Hepatocellular carcinoma (HCC) can be produced from aflatoxin B1 (AFB1) administration. Although berberine (BER) acts as an anticancer agent and can counteract the AFB1 effect, it has low bioavailability. Nanotechnology can overcome this problem. This research aimed to synthesize berberine nanoparticles (NPs) and then estimate their therapeutic effect compared to that of berberine against aflatoxin-induced hepatotoxicity. The desolvation method was used to prepare BER-NPs. Aflatoxicosis was induced by 5 consecutive intraperitoneal injections (IP) of 200 µg/kg/day AFB dissolved in dimethylsulfoxide (DMSO). After the induction period, two treatments were performed: the first with 100 mg/kg BER and the second with 10 mg/kg BER-NPs. Liver, kidney, and diabetic profiles were estimated by using standardized methods.

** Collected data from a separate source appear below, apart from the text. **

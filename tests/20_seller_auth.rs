mod common;

use anyhow::Result;
use reqwest::StatusCode;
use serde_json::{json, Value};

use common::{contains_key, session_cookie, set_cookie_header};

#[tokio::test]
async fn register_creates_active_store_with_derived_slug() -> Result<()> {
    let server = common::start_server().await?;

    let (data, _) = server.register_seller("ada@example.com", "Acme").await?;
    assert_eq!(data["store"]["slug"], "acme");
    assert_eq!(data["user"]["email"], "ada@example.com");
    assert_eq!(data["user"]["role"], "SELLER");
    assert_eq!(data["profile"]["storeName"], "Acme");
    assert!(data["token"].as_str().is_some_and(|t| !t.is_empty()));

    let res = server.get("/api/store/acme").await?;
    assert_eq!(res.status(), StatusCode::OK);
    let body: Value = res.json().await?;
    assert_eq!(body["data"]["slug"], "acme");
    assert_eq!(body["data"]["isActive"], true);
    Ok(())
}

#[tokio::test]
async fn register_sets_http_only_seller_cookie() -> Result<()> {
    let server = common::start_server().await?;

    let res = server
        .post(
            "/api/auth/register",
            json!({ "email": "c@example.com", "password": "password123", "storeName": "Cookie Co" }),
        )
        .await?;
    assert_eq!(res.status(), StatusCode::CREATED);

    let header = set_cookie_header(&res).expect("Set-Cookie");
    assert!(header.starts_with("seller_token="));
    assert!(header.contains("HttpOnly"));
    assert!(header.contains("SameSite=Lax"));
    assert!(!header.contains("Secure"), "development cookies are not Secure");
    Ok(())
}

#[tokio::test]
async fn same_store_name_gets_suffixed_slug() -> Result<()> {
    let server = common::start_server().await?;

    let (first, _) = server.register_seller("one@example.com", "My Shop!").await?;
    let (second, _) = server.register_seller("two@example.com", "My Shop!").await?;

    assert_eq!(first["store"]["slug"], "my-shop");
    assert_eq!(second["store"]["slug"], "my-shop-1");
    Ok(())
}

#[tokio::test]
async fn duplicate_email_is_rejected() -> Result<()> {
    let server = common::start_server().await?;
    server.register_seller("dup@example.com", "First").await?;

    let res = server
        .post(
            "/api/auth/register",
            json!({ "email": "dup@example.com", "password": "password123", "storeName": "Second" }),
        )
        .await?;
    assert_eq!(res.status(), StatusCode::BAD_REQUEST);
    let body: Value = res.json().await?;
    assert_eq!(body["success"], false);
    assert_eq!(body["error"], "User already exists");
    Ok(())
}

#[tokio::test]
async fn register_validates_input() -> Result<()> {
    let server = common::start_server().await?;

    let cases = [
        (json!({ "email": "x@example.com", "password": "password123" }), "storeName"),
        (json!({ "email": "not-an-email", "password": "password123", "storeName": "S" }), "email"),
        (json!({ "email": "x@example.com", "password": "short", "storeName": "S" }), "password"),
    ];
    for (body, field) in cases {
        let res = server.post("/api/auth/register", body).await?;
        assert_eq!(res.status(), StatusCode::BAD_REQUEST);
        let body: Value = res.json().await?;
        assert_eq!(body["code"], "VALIDATION_ERROR");
        assert!(body["field_errors"][field].is_string(), "missing field error for {field}");
    }

    let res = server
        .client
        .post(server.url("/api/auth/register"))
        .header("content-type", "application/json")
        .body("{not json")
        .send()
        .await?;
    assert_eq!(res.status(), StatusCode::BAD_REQUEST);
    let body: Value = res.json().await?;
    assert_eq!(body["code"], "INVALID_JSON");
    Ok(())
}

#[tokio::test]
async fn login_me_and_logout() -> Result<()> {
    let server = common::start_server().await?;
    server.register_seller("ada@example.com", "Acme").await?;

    let res = server
        .post("/api/auth/login", json!({ "email": "ADA@example.com", "password": "password123" }))
        .await?;
    assert_eq!(res.status(), StatusCode::OK);
    let cookie = session_cookie(&res).expect("seller cookie");
    let body: Value = res.json().await?;
    let token = body["data"]["token"].as_str().unwrap_or_default().to_string();

    // Cookie and bearer header both authenticate
    let me: Value = server.get_with_cookie("/api/auth/me", &cookie).await?.json().await?;
    assert_eq!(me["data"]["user"]["email"], "ada@example.com");
    assert_eq!(me["data"]["store"]["slug"], "acme");

    let res = server
        .client
        .get(server.url("/api/auth/me"))
        .bearer_auth(&token)
        .send()
        .await?;
    assert_eq!(res.status(), StatusCode::OK);

    let res = server.post("/api/auth/logout", json!({})).await?;
    assert_eq!(res.status(), StatusCode::OK);
    let header = set_cookie_header(&res).expect("logout clears cookie");
    assert!(header.starts_with("seller_token=;"));
    assert!(header.contains("Max-Age=0"));
    Ok(())
}

#[tokio::test]
async fn login_failures_are_indistinguishable() -> Result<()> {
    let server = common::start_server().await?;
    server.register_seller("ada@example.com", "Acme").await?;

    for body in [
        json!({ "email": "ada@example.com", "password": "wrong-password" }),
        json!({ "email": "nobody@example.com", "password": "password123" }),
    ] {
        let res = server.post("/api/auth/login", body).await?;
        assert_eq!(res.status(), StatusCode::UNAUTHORIZED);
        let body: Value = res.json().await?;
        assert_eq!(body["error"], "Invalid credentials");
    }
    Ok(())
}

#[tokio::test]
async fn me_rejects_missing_and_bad_tokens() -> Result<()> {
    let server = common::start_server().await?;

    let res = server.get("/api/auth/me").await?;
    assert_eq!(res.status(), StatusCode::UNAUTHORIZED);
    let body: Value = res.json().await?;
    assert_eq!(body["error"], "Authentication required");

    let res = server.get_with_cookie("/api/auth/me", "seller_token=garbage").await?;
    assert_eq!(res.status(), StatusCode::UNAUTHORIZED);
    let body: Value = res.json().await?;
    assert_eq!(body["error"], "Invalid token");
    Ok(())
}

#[tokio::test]
async fn credential_field_never_leaks() -> Result<()> {
    let server = common::start_server().await?;
    let (registered, cookie) = server.register_seller("ada@example.com", "Acme").await?;
    let (customer, _) = server.register_customer("acme", "sam@example.com").await?;
    let me: Value = server.get_with_cookie("/api/auth/me", &cookie).await?.json().await?;

    for body in [&registered, &customer, &me] {
        assert!(!contains_key(body, "password"));
        assert!(!contains_key(body, "passwordHash"));
    }
    Ok(())
}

Hepatic oxidative stress, inflammatory, cancer cell proliferation, and invasion markers were used by ELISA and qPCR techniques. The TEM image shows that both BSA NPs and BER-BSA NPs had spherical, regular, and uniform shapes. The BER encapsulation efficiency % was 78.5. The formed-BER-BSA NPs showed a loading capacity % of 7.71 and the synthesis yield % of 92.6. AFB1 increases pro-oxidant markers, decreases antioxidant systems, stimulates inflammatory enzymes, inhibits anti-inflammatory markers, decreases tumor suppressor enzymes, increases oncogenes, increases glycolytic activity, prevents cell death, and promotes cell growth. Most of the biochemical markers and hepatic architecture were normalized in the BER-BSA NP-treated group but not in the BER-treated group. Altogether, the obtained data proved that treatment with BER-NPs was more efficient than treatment with berberine against aflatoxicoses induced in rats.